Experiment: Learning TurboQuant from a YouTube Video

To validate the architecture, we taught Cortex about TurboQuant — a quantization method published after the LLM's training cutoff. The video title is clickbait ("Google's New AI Just Broke My Brain") and never mentions "TurboQuant" — the LLM alone cannot answer questions about it.

Step 1: Ask the raw LLM (no Cortex)

Q: "tell me about TurboQuant"
A: "I don't have specific learned knowledge about TurboQuant..."
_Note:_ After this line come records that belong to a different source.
pub mod config;
pub mod cover;
pub mod error;
pub mod library;
pub mod model;
pub mod parsers;
pub mod reader;
pub mod storage;
pub mod text_processor;
pub mod utils;

pub use error::{ReaderError, Result};
pub use library::Library;
pub use model::{Book, BookContent, BookFormat, BookMetadata, Chapter, ReadingProgress};
pub use parsers::{extract_metadata, get_supported_formats, parse_document, ParseOptions, ParsedDocument};
pub use storage::{BookStore, SqliteStore, StoreStats};
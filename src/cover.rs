//! Generated placeholder covers for books that do not declare one.

use crate::text_processor::{char_count, first_grapheme_upper};
use base64::engine::general_purpose::STANDARD as BASE64;
use base64::Engine;

pub const COVER_WIDTH: u32 = 200;
pub const COVER_HEIGHT: u32 = 300;

const PALETTE: [&str; 6] = ["#2563eb", "#dc2626", "#16a34a", "#9333ea", "#ea580c", "#0891b2"];

/// Background color picked by the title's character length.
pub fn cover_color(title: &str) -> &'static str {
    PALETTE[char_count(title) % PALETTE.len()]
}

/// SVG markup: a solid rectangle with the title's first character centered
/// in white.
pub fn cover_svg(title: &str) -> String {
    let letter = first_grapheme_upper(title).unwrap_or_default();
    format!(
        r#"<svg width="{w}" height="{h}" xmlns="http://www.w3.org/2000/svg"><rect width="{w}" height="{h}" fill="{color}"/><text x="50%" y="50%" font-family="Arial, sans-serif" font-size="120" font-weight="bold" fill="white" text-anchor="middle" dominant-baseline="middle">{letter}</text></svg>"#,
        w = COVER_WIDTH,
        h = COVER_HEIGHT,
        color = cover_color(title),
        letter = escape_xml(&letter),
    )
}

pub fn generate_cover(title: &str) -> String {
    format!("data:image/svg+xml;base64,{}", BASE64.encode(cover_svg(title)))
}

fn escape_xml(text: &str) -> String {
    text.replace('&', "&amp;")
        .replace('<', "&lt;")
        .replace('>', "&gt;")
}
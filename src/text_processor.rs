use once_cell::sync::Lazy;
use regex::Regex;
use unicode_normalization::UnicodeNormalization;
use unicode_segmentation::UnicodeSegmentation;

static RE_BLANK_RUNS: Lazy<Regex> = Lazy::new(|| Regex::new(r"\n{3,}").expect("valid regex"));

#[derive(Debug, Clone)]
pub struct CleanOptions {
    pub normalize_unicode: bool,
    pub strip_bom: bool,
    pub remove_control_chars: bool,
}

impl Default for CleanOptions {
    fn default() -> Self {
        Self {
            normalize_unicode: false,
            strip_bom: true,
            remove_control_chars: true,
        }
    }
}

/// Clean decoded text without touching its line structure.
pub fn clean_text(text: &str, options: Option<&CleanOptions>) -> String {
    let default_opts = CleanOptions::default();
    let opts = options.unwrap_or(&default_opts);
    let mut result = text;

    if opts.strip_bom {
        result = result.strip_prefix('\u{feff}').unwrap_or(result);
    }

    let mut result = if opts.normalize_unicode {
        result.nfc().collect::<String>()
    } else {
        result.to_string()
    };

    if opts.remove_control_chars {
        result = remove_control_characters(result);
    }

    result
}

/// Join every whitespace-separated fragment with a single space.
///
/// Line and paragraph breaks are lost; paginated extraction relies on this.
pub fn collapse_whitespace(text: &str) -> String {
    text.split_whitespace().collect::<Vec<_>>().join(" ")
}

/// Tidy text pulled out of markup: trims each line, keeps at most one blank
/// line between paragraphs, trims the whole.
pub fn tidy_extracted_text(text: &str) -> String {
    let joined = normalize_line_endings(text)
        .lines()
        .map(|line| line.trim())
        .collect::<Vec<_>>()
        .join("\n");

    RE_BLANK_RUNS.replace_all(&joined, "\n\n").trim().to_string()
}

/// First user-perceived character, upper-cased.
pub fn first_grapheme_upper(text: &str) -> Option<String> {
    text.trim()
        .graphemes(true)
        .next()
        .map(|grapheme| grapheme.to_uppercase())
}

/// Length as the reader counts it: Unicode scalar values.
pub fn char_count(text: &str) -> usize {
    text.chars().count()
}

fn remove_control_characters(text: String) -> String {
    if !text
        .chars()
        .any(|c| c.is_control() && !matches!(c, '\n' | '\t' | '\r'))
    {
        return text;
    }
    text.chars()
        .filter(|c| !c.is_control() || matches!(*c, '\n' | '\t' | '\r'))
        .collect()
}

fn normalize_line_endings(text: &str) -> String {
    text.replace("\r\n", "\n").replace('\r', "\n")
}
Step 2: Paste the YouTube URL in the Cortex UI

Input: https://www.youtube.com/watch?v=7YVrb3-ABYE

→ LLM identifies topic from transcript: "turbo quant"
→ 53 triples extracted (turbo quant|compresses|kv cache, turbo quant|uses|random rotations, ...)
→ Triples stored in spiking brain (synaptic imprinting) + knowledge graph (SQLite)
→ Concepts seeded: turbo quant, lora, kv cache, random rotations, memory usage, ...

Step 3: Ask Cortex

Q: "tell me about TurboQuant"

Grounding (learned concepts matched):
  - turboquant (0.58)
  - random rotations (0.48)
  - chopping off end of numbers (0.45)

KG edges retrieved:
  - turbo quant → compresses → kv cache
  - turbo quant → uses → random rotations
  - turbo quant → affects → memory usage

A: "TurboQuant is a system that impacts large semiconductor companies'
    stock prices by efficiently compressing kv cache and reducing memory
    usage through the use of random rotations. It's particularly relevant
    in the context of large language models where it helps optimize
    performance, though its implementation has also been subject to
    controversy."

Every fact in the response — KV cache compression, random rotations, memory reduction, controversy — comes from the video transcript, not the LLM's training data.

Experiment 1b: Learning LoRA from a YouTube Video

Same pipeline, different topic. Fresh server restart, no prior knowledge of this video.

Before learning:

Q: "what is LoRA?"
A: "I don't have learned knowledge specifically about LoRA..."
   (learned concepts: [])

Paste URL: https://www.youtube.com/watch?v=PXWYUTMt-AU

→ Topic: "lora" (extracted from transcript by LLM)
→ 60 triples extracted
→ Concepts: lora, low-rank adaptation, base model weights, parameter numbers, ...

After learning:

Q: "what is LoRA?"

Grounding:
  - lora (0.60)
  - LoRA: Low-Rank Adaptation of Large Language Models (0.40)
  - low-rank adaptation (0.39)
  - low-rank decomposition (0.38)
  - read-only to base model weights (0.36)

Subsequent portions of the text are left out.